A validator isn't supposed to be the average user, or the a member of the ruling class, or the outsider getting in. A validator is supposed to be an employee of the network. Specifically, their job is solely to verify transactions and put their economic weight behind what they say. It's not anything more.
A validator must lock away some ETH for a time (with associated risks), run the machine for that same time (with associated risks), and then actually do their job. Since they will lose at least part of their investment for misbehavior, we can economically trust that they will actually do it, up to the point of their initial stake. Someone who slaps down $1,000 worth of ETH has $1,000 worth of a reason to validate properly. This isn't the full story, of course, but it's the basic principle.

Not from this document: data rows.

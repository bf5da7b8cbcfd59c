//! Domain entities, ports, and use-case services.
//!
//! Everything here is transport agnostic: HTTP adapters live under
//! `inbound`, persistence and storage adapters under `outbound`. The only
//! shared currency is the strongly typed entities, the ports, and
//! [`DomainError`].

pub mod account_service;
pub mod document;
pub mod document_service;
pub mod error;
pub mod password_entry;
pub mod password_service;
pub mod ports;
pub mod profile_service;
pub mod upload;
pub mod user;

pub use self::account_service::{AccountOps, AccountService, AuthenticatedAccount};
pub use self::document::{Document, Locator};
pub use self::document_service::{DocumentDownload, DocumentOps, DocumentService};
pub use self::error::{DomainError, ErrorCode};
pub use self::password_entry::{Category, EntryDraft, PasswordEntry};
pub use self::password_service::{PasswordEntryOps, PasswordEntryService};
pub use self::profile_service::{ProfileOps, ProfileService};
pub use self::upload::{UploadLimits, UploadedFile};
pub use self::user::{ProfileUpdate, User, UserId};
//! Upload validation policy and blob-name generation.
//!
//! Validation runs before any byte reaches the storage backend: a rejected
//! upload must leave no orphaned blob. Avatars are additionally restricted
//! to an image allow-list checked against BOTH the filename extension and
//! the declared content type.

use rand::Rng;
use serde_json::json;

use super::{DomainError, ErrorCode};

/// Default ceiling for avatar uploads (5 MiB).
pub const AVATAR_MAX_BYTES: usize = 5 * 1024 * 1024;

/// Default ceiling for document uploads (50 MiB).
pub const DOCUMENT_MAX_BYTES: usize = 50 * 1024 * 1024;

/// Extensions accepted for avatar images.
const IMAGE_EXTENSIONS: [&str; 5] = ["jpg", "jpeg", "png", "gif", "webp"];

/// Content types accepted for avatar images.
const IMAGE_CONTENT_TYPES: [&str; 4] = ["image/jpeg", "image/png", "image/gif", "image/webp"];

/// Byte ceilings for the two upload kinds, configurable for tests.
#[derive(Debug, Clone, Copy, PartialEq, Eq)]
pub struct UploadLimits {
    pub avatar_max_bytes: usize,
    pub document_max_bytes: usize,
}

impl Default for UploadLimits {
    fn default() -> Self {
        Self {
            avatar_max_bytes: AVATAR_MAX_BYTES,
            document_max_bytes: DOCUMENT_MAX_BYTES,
        }
    }
}

/// A fully buffered upload handed to the domain by the multipart adapter.
#[derive(Debug, Clone, PartialEq, Eq)]
pub struct UploadedFile {
    pub original_name: String,
    pub content_type: String,
    pub bytes: Vec<u8>,
}

impl UploadedFile {
    /// Lower-cased extension of the original filename, without the dot.
    #[must_use]
    pub fn extension(&self) -> Option<String> {
        let (_, ext) = self.original_name.rsplit_once('.')?;
        if ext.is_empty() {
            return None;
        }
        Some(ext.to_ascii_lowercase())
    }
}

/// Error for an upload that exceeds the configured ceiling.
pub fn too_large_error(max_bytes: usize) -> DomainError {
    DomainError::new(
        ErrorCode::InvalidRequest,
        format!("file exceeds the {max_bytes} byte limit"),
    )
    .with_details(json!({ "maxBytes": max_bytes }))
}

/// Error for a request that carried no file under the expected field.
pub fn no_file_error(field: &str) -> DomainError {
    DomainError::new(
        ErrorCode::InvalidRequest,
        format!("no file provided under field '{field}'"),
    )
    .with_details(json!({ "field": field }))
}

/// Enforce the avatar image allow-list.
///
/// Both the filename extension and the declared content type must match;
/// a `.png` name with a non-image content type is rejected, as is an image
/// content type with an unlisted extension.
pub fn require_image(file: &UploadedFile) -> Result<(), DomainError> {
    let extension_ok = file
        .extension()
        .is_some_and(|ext| IMAGE_EXTENSIONS.contains(&ext.as_str()));
    let declared = file
        .content_type
        .split(';')
        .next()
        .unwrap_or_default()
        .trim()
        .to_ascii_lowercase();
    let content_type_ok = IMAGE_CONTENT_TYPES.contains(&declared.as_str());
    if extension_ok && content_type_ok {
        return Ok(());
    }
    Err(DomainError::invalid_request("only image files are allowed")
        .with_details(json!({
            "contentType": file.content_type,
            "fileName": file.original_name,
        })))
}

/// Derive a collision-free storage name: unix-millis timestamp plus a
/// random hex component, keeping the original extension. No transaction is
/// needed because two uploads landing in the same millisecond still differ
/// in the random component.
#[must_use]
pub fn generate_blob_name(original_name: &str) -> String {
    let millis = chrono::Utc::now().timestamp_millis();
    let noise: u32 = rand::thread_rng().r#gen();
    let base = format!("{millis}-{noise:08x}");
    match original_name.rsplit_once('.') {
        Some((_, ext)) if !ext.is_empty() => format!("{base}.{}", ext.to_ascii_lowercase()),
        _ => base,
    }
}
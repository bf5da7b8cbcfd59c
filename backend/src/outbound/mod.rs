//! Outbound (driven) adapters: persistence, blob storage, and security.

pub mod persistence;
pub mod security;
pub mod storage;
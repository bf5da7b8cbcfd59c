//! Health endpoints: liveness and readiness probes.

use std::sync::atomic::{AtomicBool, Ordering};

use actix_web::{HttpResponse, get, http::header, web};

/// Shared health state toggled by the bootstrap and shutdown paths.
pub struct HealthState {
    ready: AtomicBool,
    live: AtomicBool,
}

impl Default for HealthState {
    fn default() -> Self {
        Self {
            ready: AtomicBool::new(false),
            live: AtomicBool::new(true),
        }
    }
}

impl HealthState {
    /// Create a new health state starting as not ready but live.
    #[must_use]
    pub fn new() -> Self {
        Self::default()
    }

    /// Mark the service as ready to receive traffic.
    pub fn mark_ready(&self) {
        self.ready.store(true, Ordering::Release);
    }

    /// Return readiness state.
    pub fn is_ready(&self) -> bool {
        self.ready.load(Ordering::Acquire)
    }

    /// Return liveness state.
    pub fn is_alive(&self) -> bool {
        self.live.load(Ordering::Acquire)
    }

    fn probe(ok: bool) -> HttpResponse {
        let mut response = if ok {
            HttpResponse::Ok()
        } else {
            HttpResponse::ServiceUnavailable()
        };
        response
            .insert_header((header::CACHE_CONTROL, "no-store"))
            .finish()
    }
}

/// Readiness probe: 200 once dependencies are initialised.
#[utoipa::path(
    get,
    path = "/health/ready",
    tags = ["health"],
    responses(
        (status = 200, description = "Server is ready to handle traffic"),
        (status = 503, description = "Server is not ready")
    )
)]
#[get("/health/ready")]
pub async fn ready(state: web::Data<HealthState>) -> HttpResponse {
    HealthState::probe(state.is_ready())
}

/// Liveness probe: 200 while the process is healthy.
#[utoipa::path(
    get,
    path = "/health/live",
    tags = ["health"],
    responses(
        (status = 200, description = "Server is alive"),
        (status = 503, description = "Server is draining")
    )
)]
#[get("/health/live")]
pub async fn live(state: web::Data<HealthState>) -> HttpResponse {
    HealthState::probe(state.is_alive())
}
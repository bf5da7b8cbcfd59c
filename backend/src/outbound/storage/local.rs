//! Filesystem blob store.
//!
//! Blobs live under a root uploads directory with one subdirectory per
//! namespace. Locators are relative paths (`uploads/avatars/...`) so the
//! same root can be mounted statically by the HTTP server.

use std::path::{Path, PathBuf};

use async_trait::async_trait;
use tracing::warn;

use crate::domain::Locator;
use crate::domain::ports::{
    BlobDeleteOutcome, BlobNamespace, BlobStore, BlobStoreError, RetrievalTarget,
};

/// Prefix under which local locators are expressed and served.
pub const LOCAL_LOCATOR_PREFIX: &str = "uploads";

/// Blob store writing to the local filesystem.
pub struct LocalBlobStore {
    root: PathBuf,
}

impl LocalBlobStore {
    /// Create the store and its namespace subdirectories under `root`.
    pub async fn create(root: impl Into<PathBuf>) -> Result<Self, std::io::Error> {
        let root = root.into();
        for namespace in [BlobNamespace::Avatars, BlobNamespace::Documents] {
            tokio::fs::create_dir_all(root.join(namespace.as_str())).await?;
        }
        Ok(Self { root })
    }

    /// Root directory the store writes beneath.
    #[must_use]
    pub fn root(&self) -> &Path {
        &self.root
    }

    fn path_for(&self, locator: &Locator) -> PathBuf {
        let raw = locator.as_str();
        let relative = raw
            .strip_prefix(LOCAL_LOCATOR_PREFIX)
            .map_or(raw, |rest| rest.trim_start_matches('/'));
        self.root.join(relative)
    }
}

#[async_trait]
impl BlobStore for LocalBlobStore {
    async fn store(
        &self,
        bytes: Vec<u8>,
        namespace: BlobNamespace,
        name: &str,
    ) -> Result<Locator, BlobStoreError> {
        let path = self.root.join(namespace.as_str()).join(name);
        tokio::fs::write(&path, bytes)
            .await
            .map_err(|err| BlobStoreError::write(format!("{}: {err}", path.display())))?;
        Ok(Locator::new(format!(
            "{LOCAL_LOCATOR_PREFIX}/{}/{name}",
            namespace.as_str()
        )))
    }

    async fn delete(&self, locator: &Locator) -> BlobDeleteOutcome {
        if locator.is_remote() {
            // Written under a remote backend; this store has no way to
            // reach it. Metadata deletion proceeds regardless.
            warn!(locator = locator.as_str(), "remote locator under local store, skipping delete");
            return BlobDeleteOutcome::Skipped;
        }
        super::remove_blob_file(&self.path_for(locator)).await
    }

    fn resolve(&self, locator: &Locator) -> RetrievalTarget {
        if locator.is_remote() {
            if let Some(url) = super::attachment_redirect(locator.as_str()) {
                return RetrievalTarget::Redirect(url);
            }
            warn!(locator = locator.as_str(), "remote locator does not parse as a URL");
        }
        RetrievalTarget::LocalFile(self.path_for(locator))
    }
}

#[cfg(test)]
mod tests {
    use rstest::rstest;

    use super::*;

    #[rstest]
    #[actix_rt::test]
    async fn stores_and_resolves_under_the_namespace() {
        let dir = tempfile::tempdir().unwrap();
        let store = LocalBlobStore::create(dir.path()).await.unwrap();

        let locator = store
            .store(b"pdf bytes".to_vec(), BlobNamespace::Documents, "1-abc.pdf")
            .await
            .unwrap();
        assert_eq!(locator.as_str(), "uploads/documents/1-abc.pdf");
        assert!(!locator.is_remote());

        let RetrievalTarget::LocalFile(path) = store.resolve(&locator) else {
            panic!("local locator must resolve to a file");
        };
        assert_eq!(tokio::fs::read(&path).await.unwrap(), b"pdf bytes");
    }

    #[rstest]
    #[actix_rt::test]
    async fn delete_is_idempotent() {
        let dir = tempfile::tempdir().unwrap();
        let store = LocalBlobStore::create(dir.path()).await.unwrap();
        let locator = store
            .store(vec![0u8; 4], BlobNamespace::Avatars, "1-face.png")
            .await
            .unwrap();

        assert_eq!(store.delete(&locator).await, BlobDeleteOutcome::Deleted);
        assert_eq!(store.delete(&locator).await, BlobDeleteOutcome::Missing);
    }

    #[rstest]
    #[actix_rt::test]
    async fn remote_locator_redirects_instead_of_hitting_the_filesystem() {
        let dir = tempfile::tempdir().unwrap();
        let store = LocalBlobStore::create(dir.path()).await.unwrap();
        let locator = Locator::new("https://blobs.example/acme/upload/v1/docs/1-abc.pdf");

        let RetrievalTarget::Redirect(url) = store.resolve(&locator) else {
            panic!("remote locator must redirect");
        };
        assert_eq!(
            url.as_str(),
            "https://blobs.example/acme/upload/v1/docs/1-abc.pdf?attachment=true"
        );
        assert_eq!(store.delete(&locator).await, BlobDeleteOutcome::Skipped);
    }
}
#[cfg(test)]
mod tests {
    use super::*;
    use crate::domain::ErrorCode;
    use crate::domain::document::Locator;
    use crate::domain::ports::{BlobDeleteOutcome, BlobStoreError, RepositoryError};
    use std::sync::Mutex;

    #[derive(Default)]
    struct InMemoryDocuments {
        rows: Mutex<Vec<Document>>,
        fail_insert: bool,
    }

    #[async_trait]
    impl DocumentRepository for InMemoryDocuments {
        async fn list(&self, owner: UserId) -> Result<Vec<Document>, RepositoryError> {
            let rows = self.rows.lock().expect("rows poisoned");
            Ok(rows
                .iter()
                .rev()
                .filter(|row| row.owner_id == owner)
                .cloned()
                .collect())
        }

        async fn find(&self, id: Uuid, owner: UserId) -> Result<Option<Document>, RepositoryError> {
            let rows = self.rows.lock().expect("rows poisoned");
            Ok(rows
                .iter()
                .find(|row| row.id == id && row.owner_id == owner)
                .cloned())
        }

        async fn insert(&self, document: &Document) -> Result<(), RepositoryError> {
            if self.fail_insert {
                return Err(RepositoryError::query("insert refused"));
            }
            self.rows
                .lock()
                .expect("rows poisoned")
                .push(document.clone());
            Ok(())
        }

        async fn delete(
            &self,
            id: Uuid,
            owner: UserId,
        ) -> Result<Option<Document>, RepositoryError> {
            let mut rows = self.rows.lock().expect("rows poisoned");
            let position = rows
                .iter()
                .position(|row| row.id == id && row.owner_id == owner);
            Ok(position.map(|index| rows.remove(index)))
        }
    }

    /// Records stores and deletes; resolves everything as a local file
    /// under `root`.
    struct RecordingBlobs {
        root: PathBuf,
        stored: Mutex<Vec<String>>,
        deleted: Mutex<Vec<String>>,
        delete_outcome: BlobDeleteOutcome,
    }

    impl RecordingBlobs {
        fn new(root: PathBuf) -> Self {
            Self {
                root,
                stored: Mutex::new(Vec::new()),
                deleted: Mutex::new(Vec::new()),
                delete_outcome: BlobDeleteOutcome::Deleted,
            }
        }

        fn store_count(&self) -> usize {
            self.stored.lock().expect("stored poisoned").len()
        }
    }

    #[async_trait]
    impl BlobStore for RecordingBlobs {
        async fn store(
            &self,
            bytes: Vec<u8>,
            namespace: BlobNamespace,
            name: &str,
        ) -> Result<Locator, BlobStoreError> {
            let relative = format!("{}/{name}", namespace.as_str());
            tokio::fs::create_dir_all(self.root.join(namespace.as_str()))
                .await
                .map_err(|err| BlobStoreError::write(err.to_string()))?;
            tokio::fs::write(self.root.join(&relative), bytes)
                .await
                .map_err(|err| BlobStoreError::write(err.to_string()))?;
            self.stored
                .lock()
                .expect("stored poisoned")
                .push(relative.clone());
            Ok(Locator::new(relative))
        }

        async fn delete(&self, locator: &Locator) -> BlobDeleteOutcome {
            self.deleted
                .lock()
                .expect("deleted poisoned")
                .push(locator.as_str().to_owned());
            self.delete_outcome
        }

        fn resolve(&self, locator: &Locator) -> RetrievalTarget {
            RetrievalTarget::LocalFile(self.root.join(locator.as_str()))
        }
    }

    fn pdf(bytes: usize) -> UploadedFile {
        UploadedFile {
            original_name: "statement.pdf".into(),
            content_type: "application/pdf".into(),
            bytes: vec![0u8; bytes],
        }
    }

    fn service_with(
        repo: InMemoryDocuments,
        blobs: Arc<RecordingBlobs>,
        max_bytes: usize,
    ) -> DocumentService<InMemoryDocuments> {
        DocumentService::new(Arc::new(repo), blobs, max_bytes)
    }

    #[tokio::test]
    async fn oversize_upload_never_reaches_the_blob_store() {
        let dir = tempfile::tempdir().expect("tempdir");
        let blobs = Arc::new(RecordingBlobs::new(dir.path().to_owned()));
        let svc = service_with(InMemoryDocuments::default(), Arc::clone(&blobs), 16);

        let err = svc
            .upload(UserId::random(), pdf(17))
            .await
            .expect_err("over the ceiling");
        assert_eq!(err.code(), ErrorCode::InvalidRequest);
        assert!(err.message().contains("16"));
        assert_eq!(blobs.store_count(), 0);
        assert!(svc.list(UserId::random()).await.expect("list").is_empty());
    }

    #[tokio::test]
    async fn upload_stores_blob_then_metadata() {
        let dir = tempfile::tempdir().expect("tempdir");
        let blobs = Arc::new(RecordingBlobs::new(dir.path().to_owned()));
        let svc = service_with(InMemoryDocuments::default(), Arc::clone(&blobs), 1024);
        let owner = UserId::random();

        let document = svc.upload(owner, pdf(10)).await.expect("uploaded");
        assert_eq!(document.original_name, "statement.pdf");
        assert_eq!(document.size_bytes, 10);
        assert!(document.stored_name.ends_with(".pdf"));
        assert!(document.locator.as_str().starts_with("documents/"));
        assert_eq!(blobs.store_count(), 1);

        let listed = svc.list(owner).await.expect("listed");
        assert_eq!(listed, vec![document]);
    }

    #[tokio::test]
    async fn metadata_failure_after_blob_write_is_internal_and_leaves_orphan() {
        let dir = tempfile::tempdir().expect("tempdir");
        let blobs = Arc::new(RecordingBlobs::new(dir.path().to_owned()));
        let repo = InMemoryDocuments {
            fail_insert: true,
            ..InMemoryDocuments::default()
        };
        let svc = service_with(repo, Arc::clone(&blobs), 1024);

        let err = svc
            .upload(UserId::random(), pdf(10))
            .await
            .expect_err("insert refused");
        assert_eq!(err.code(), ErrorCode::InternalError);
        // The blob write happened before the failure; the orphan is accepted.
        assert_eq!(blobs.store_count(), 1);
    }

    #[tokio::test]
    async fn download_streams_existing_local_blob() {
        let dir = tempfile::tempdir().expect("tempdir");
        let blobs = Arc::new(RecordingBlobs::new(dir.path().to_owned()));
        let svc = service_with(InMemoryDocuments::default(), Arc::clone(&blobs), 1024);
        let owner = UserId::random();

        let document = svc.upload(owner, pdf(10)).await.expect("uploaded");
        let download = svc.download(document.id, owner).await.expect("resolved");
        match download {
            DocumentDownload::File {
                path,
                content_type,
                original_name,
            } => {
                assert!(path.ends_with(document.locator.as_str()));
                assert_eq!(content_type, "application/pdf");
                assert_eq!(original_name, "statement.pdf");
            }
            DocumentDownload::Redirect(_) => panic!("local locator must not redirect"),
        }
    }

    #[tokio::test]
    async fn download_of_missing_blob_is_not_found() {
        let dir = tempfile::tempdir().expect("tempdir");
        let blobs = Arc::new(RecordingBlobs::new(dir.path().to_owned()));
        let svc = service_with(InMemoryDocuments::default(), Arc::clone(&blobs), 1024);
        let owner = UserId::random();

        let document = svc.upload(owner, pdf(10)).await.expect("uploaded");
        tokio::fs::remove_file(dir.path().join(document.locator.as_str()))
            .await
            .expect("remove blob behind the record's back");

        let err = svc
            .download(document.id, owner)
            .await
            .expect_err("blob gone");
        assert_eq!(err.code(), ErrorCode::NotFound);
    }

    #[tokio::test]
    async fn delete_succeeds_even_when_blob_removal_is_skipped() {
        let dir = tempfile::tempdir().expect("tempdir");
        let mut recording = RecordingBlobs::new(dir.path().to_owned());
        recording.delete_outcome = BlobDeleteOutcome::Skipped;
        let blobs = Arc::new(recording);
        let svc = service_with(InMemoryDocuments::default(), Arc::clone(&blobs), 1024);
        let owner = UserId::random();

        let document = svc.upload(owner, pdf(10)).await.expect("uploaded");
        svc.delete(document.id, owner)
            .await
            .expect("metadata delete always wins");
        assert_eq!(
            blobs.deleted.lock().expect("deleted poisoned").as_slice(),
            [document.locator.as_str().to_owned()]
        );

        let err = svc.get(document.id, owner).await.expect_err("gone");
        assert_eq!(err.code(), ErrorCode::NotFound);
    }

    #[tokio::test]
    async fn delete_is_owner_scoped() {
        let dir = tempfile::tempdir().expect("tempdir");
        let blobs = Arc::new(RecordingBlobs::new(dir.path().to_owned()));
        let svc = service_with(InMemoryDocuments::default(), Arc::clone(&blobs), 1024);
        let owner = UserId::random();

        let document = svc.upload(owner, pdf(10)).await.expect("uploaded");
        let err = svc
            .delete(document.id, UserId::random())
            .await
            .expect_err("foreign owner");
        assert_eq!(err.code(), ErrorCode::NotFound);
        assert!(blobs.deleted.lock().expect("deleted poisoned").is_empty());
    }
}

It's true that rewards in PoS are relative to stake (They have to be, or otherwise a single user would just fund and control more validators). Nonetheless, this doesn't mean the rich will be making all the money. A larger share of transaction fees and any subsidy, yes, but that does not entitle them to any other part of the Ethereum economy. As it is, verifying a transaction involves running it, so a validator with a higher stake will be doing more work as well.
While in PoW, one could theoretically start with just a graphics card and mine away, or even a CPU and just mine away, realistically this will not result in any appreciable amount of coins. Or, for that matter, more than what the electricity and wear on hardware would cost. After sufficient time, a PoW algorithm will invariably gain some level of specialized hardware in order to mine efficiently (a.k.a. ASICs). In other words, you'll have to shell out money to make money. And someone who shells out even more money will make even more money.
In PoS (which doesn't require any GPU, by the way) that equation is still there, just more obvious. If you, as some random individual, want to start a validator, you can buy enough ETH for the minimum stake, set up the right software, and leave it going. That's little essentially different if you start PoW mining as a serious business.
The vast majority of post-Casper Ethereum users will use it in the same way that the vast majority of current Ethereum users use it today--buying ETH with fiat or in exchange for some other good, then sending transactions without mining them personally. Validating (or mining) is a part of the ecosystem, but not one that everyone is expected to participate in.